You can have a look at the meta data that is shared about your setup by calling print_telemetry_report() from haystack/telemetry.py. If you would like to inspect all information that telemetry shares when you use Haystack, you can enable writing all events to a log file by calling enable_writing_events_to_file(). The default location of that file is ~/.haystack/telemetry.log.

Here is an exemplary event that is sent when tutorial 1 is executed via running Tutorial1_Basic_QA_Pipeline.py.

{
"event": "tutorial 1 executed",
"distinct_id": "9baab867-3bc8-438c-9974-a192c9d53cd1",
"properties": {
"os_family": "Darwin",
"os_machine": "arm64",
"os_version": "21.3.0",
"haystack_version": "1.0.0",
"python_version": "3.9.6",
"torch_version": "1.9.0",
"torch_cuda_version": "0",
"transformers_version": "4.13.0"
"execution_env": "script",
"context": null,
"n_gpu": 0,
"n_cpu": 8
},
}

How Does Telemetry Help?

Telemetry allow us to understand the needs of the community. "What pipeline nodes are most popular?", "Should we focus on supporting one specific DocumentStore?", "How many people use Haystack on Windows?" are exemplary questions that telemetry helps us to answer and thus steer the development process. Further, meta data about the operating system and installed dependency versions help us to quickly identify and address issues caused by specific environment setups. Through sharing this information you enable us to continuously improve Haystack for all its users.

How Can I Opt-out?

You can disable telemetry by calling disable_telemetry() within Python or by setting the environment variable HAYSTACK_TELEMETRY_ENABLED to "False" directly.

If you are using a bash shell, you can add the following line to the file ~/.bashrc to permanently disable telemetry: export HAYSTACK_TELEMETRY_ENABLED=False.
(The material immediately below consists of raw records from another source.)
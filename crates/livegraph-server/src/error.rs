//! HTTP error mapping.

use axum::http::StatusCode;
use axum::response::{IntoResponse, Response};
use axum::Json;
use serde::Serialize;
use tracing::{error, warn};

/// Error returned by route handlers, rendered as `{"error": ...}`.
#[derive(Debug)]
pub enum ApiError {
    BadRequest(String),
    Internal(String),
}

#[derive(Serialize)]
struct ErrorResponse {
    error: String,
}

impl From<livegraph_core::Error> for ApiError {
    fn from(err: livegraph_core::Error) -> Self {
        if err.is_client_error() {
            warn!("Rejected request: {}", err);
            ApiError::BadRequest(err.to_string())
        } else {
            error!("Error processing graph data: {}", err);
            ApiError::Internal(format!("Processing error: {}", err))
        }
    }
}

impl IntoResponse for ApiError {
    fn into_response(self) -> Response {
        let (status, message) = match self {
            ApiError::BadRequest(msg) => (StatusCode::BAD_REQUEST, msg),
            ApiError::Internal(msg) => (StatusCode::INTERNAL_SERVER_ERROR, msg),
        };

        (status, Json(ErrorResponse { error: message })).into_response()
    }
}
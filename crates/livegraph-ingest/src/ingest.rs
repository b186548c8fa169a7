//! Ingestion pipeline: submission → normalize → store → stats.

use std::borrow::Cow;
use std::sync::Arc;

use livegraph_core::{Error, Result};
use livegraph_store::{value_text, GraphElement, GraphRecord, GraphStore, StatsAggregator};
use tracing::{debug, info};

use crate::normalize::normalize;
use crate::submission::Submission;

/// Number of nodes/edges echoed at debug level per submission.
const LOG_PREVIEW: usize = 10;

/// Runs submissions through normalization into the store and stats.
pub struct Ingester<'a> {
    store: &'a GraphStore,
    stats: &'a StatsAggregator,
}

impl<'a> Ingester<'a> {
    pub fn new(store: &'a GraphStore, stats: &'a StatsAggregator) -> Self {
        Self { store, stats }
    }

    /// Validate and ingest a raw request body.
    pub fn ingest_bytes(&self, body: &[u8]) -> Result<Arc<GraphRecord>> {
        let submission = Submission::from_json_bytes(body)?;
        self.ingest(submission)
    }

    /// Ingest a validated submission.
    ///
    /// Everything that can fail runs before the store is touched. Stats are
    /// updated inside the append, so a reader never sees one without the other.
    pub fn ingest(&self, submission: Submission) -> Result<Arc<GraphRecord>> {
        let mode = submission.mode();
        let payload = normalize(submission);

        let meta = &payload.metadata;
        info!(
            "Graph push ({}): video={} title={:?} channel={:?} captions={}",
            mode,
            meta.video_key(),
            or_na(meta.video_title.as_ref()),
            or_na(meta.channel_name.as_ref()),
            or_na(meta.caption_count.as_ref()),
        );
        for node in payload.nodes.iter().take(LOG_PREVIEW) {
            match node {
                GraphElement::Canonical(node) => debug!("  node: {}", node.id),
                GraphElement::Opaque(value) => debug!("  node (opaque): {}", value),
            }
        }
        for edge in payload.edges.iter().take(LOG_PREVIEW) {
            match edge {
                GraphElement::Canonical(edge) => {
                    debug!("  edge: {} -[{}]-> {}", edge.source, edge.label, edge.target)
                }
                GraphElement::Opaque(value) => debug!("  edge (opaque): {}", value),
            }
        }

        let record = self
            .store
            .append_with(Some(payload), |record| self.stats.observe(&record.data.metadata))
            .map_err(|e| Error::IngestionFailure(e.to_string()))?;

        info!(
            "Stored graph {}: {} nodes, {} edges, {} triples",
            record.graph_id,
            record.data.nodes.len(),
            record.data.edges.len(),
            record.data.raw_triples.len()
        );

        Ok(record)
    }
}

fn or_na(value: Option<&serde_json::Value>) -> Cow<'_, str> {
    value.map_or(Cow::Borrowed("N/A"), value_text)
}

#[cfg(test)]
mod tests {
    use super::*;
    use serde_json::json;

    fn push(ingester: &Ingester<'_>, value: serde_json::Value) -> Result<Arc<GraphRecord>> {
        ingester.ingest_bytes(value.to_string().as_bytes())
    }

    #[test]
    fn test_ingest_triples() {
        let store = GraphStore::unbounded();
        let stats = StatsAggregator::new();
        let ingester = Ingester::new(&store, &stats);

        let record = push(
            &ingester,
            json!({
                "metadata": {"videoId": "v1"},
                "contentType": "ai_triples",
                "rawContent": "(a, b, c)\n(c, d, e, f)",
            }),
        )
        .unwrap();

        assert_eq!(record.graph_id, 1);
        assert_eq!(record.data.edges.len(), 3);
        assert_eq!(record.data.nodes.len(), 4);
        assert_eq!(store.len(), 1);

        let snap = stats.snapshot();
        assert_eq!(snap.total_received, 1);
        assert_eq!(snap.unique_videos, 1);
    }

    #[test]
    fn test_malformed_body_leaves_state_untouched() {
        let store = GraphStore::unbounded();
        let stats = StatsAggregator::new();
        let ingester = Ingester::new(&store, &stats);

        let err = ingester.ingest_bytes(b"").unwrap_err();
        assert!(matches!(err, Error::MalformedSubmission(_)));
        assert!(err.is_client_error());
        assert!(store.is_empty());
        assert_eq!(stats.snapshot().total_received, 0);
    }

    #[test]
    fn test_opaque_values_accepted() {
        let store = GraphStore::unbounded();
        let stats = StatsAggregator::new();
        let ingester = Ingester::new(&store, &stats);

        let pushes = [
            json!({"version": 1.2, "contentType": "ai_triples", "rawContent": "(a, b, c)"}),
            json!({
                "metadata": {"videoId": 42},
                "contentType": "ai_triples",
                "rawContent": "(a, b, c)",
            }),
            json!({
                "metadata": {"captionCount": "12"},
                "contentType": "ai_triples",
                "rawContent": "(a, b, c)",
            }),
            json!({"nodes": [{"name": "x"}], "edges": [{"src": "x"}]}),
        ];
        for (i, value) in pushes.into_iter().enumerate() {
            let record = push(&ingester, value.clone())
                .unwrap_or_else(|e| panic!("push {} rejected: {}", value, e));
            assert_eq!(record.graph_id, i as u64 + 1);
        }

        let stored = store.all();
        assert_eq!(stored[0].data.version, Some(json!(1.2)));
        assert_eq!(stored[0].data.edges.len(), 1);
        assert_eq!(stored[1].data.metadata.video_key(), "42");
        assert_eq!(stored[2].data.metadata.caption_count, Some(json!("12")));
        assert_eq!(
            stored[3].data.nodes[0],
            GraphElement::<livegraph_store::Node>::Opaque(json!({"name": "x"}))
        );

        let snap = stats.snapshot();
        assert_eq!(snap.total_received, 4);
        // "unknown" plus "42".
        assert_eq!(snap.unique_videos, 2);
    }

    #[test]
    fn test_store_and_stats_agree_under_concurrent_reads() {
        let store = GraphStore::unbounded();
        let stats = StatsAggregator::new();

        std::thread::scope(|s| {
            s.spawn(|| {
                let ingester = Ingester::new(&store, &stats);
                for _ in 0..200 {
                    push(&ingester, json!({"source": "test"})).unwrap();
                }
            });
            s.spawn(|| {
                for _ in 0..200 {
                    let (retained, total) =
                        store.read_with(|len| (len, stats.snapshot().total_received));
                    assert_eq!(retained as u64, total);
                }
            });
        });

        assert_eq!(stats.snapshot().total_received, 200);
    }

    #[test]
    fn test_sequence_ids_follow_store_length() {
        let store = GraphStore::unbounded();
        let stats = StatsAggregator::new();
        let ingester = Ingester::new(&store, &stats);

        for expected in 1..=3u64 {
            let record = push(&ingester, json!({"source": "test"})).unwrap();
            assert_eq!(record.graph_id, expected);
            assert_eq!(store.len() as u64, expected);
        }
        // Metadata-less pushes share the "unknown" bucket.
        assert_eq!(stats.snapshot().unique_videos, 1);
        assert_eq!(stats.snapshot().total_received, 3);
    }
}
//! Shared application state.

use livegraph_core::LiveGraphConfig;
use livegraph_store::{GraphStore, StatsAggregator};
use tracing::{info, warn};

use crate::activity::ActivityLog;

/// Shared application state accessible from all route handlers.
pub struct AppState {
    pub config: LiveGraphConfig,
    pub store: GraphStore,
    pub stats: StatsAggregator,
    pub activity: Option<ActivityLog>,
}

impl AppState {
    /// Build empty state. An activity log that cannot be opened is disabled
    /// with a warning rather than preventing startup.
    pub fn new(config: LiveGraphConfig) -> Self {
        let activity = config
            .activity_log
            .as_deref()
            .and_then(|path| match ActivityLog::open(path) {
                Ok(log) => {
                    info!("Activity log: {}", log.path().display());
                    Some(log)
                }
                Err(e) => {
                    warn!("Activity log disabled, cannot open {}: {}", path.display(), e);
                    None
                }
            });

        Self {
            store: GraphStore::new(config.retention),
            stats: StatsAggregator::new(),
            activity,
            config,
        }
    }
}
If you are using zsh as your shell, e.g., on MacOS, you need to add that line to the file ~/.zshrc.

On Windows, if you are using the standard command prompt, you can set a user-level environment variable via running the following command to permanently disable telemetry: setx HAYSTACK_TELEMETRY_ENABLED "False". If you are using the Windows PowerShell the command is: [Environment]::SetEnvironmentVariable("HAYSTACK_TELEMETRY_ENABLED","False","User").

Note that you might need to restart your shell for the command to take effect.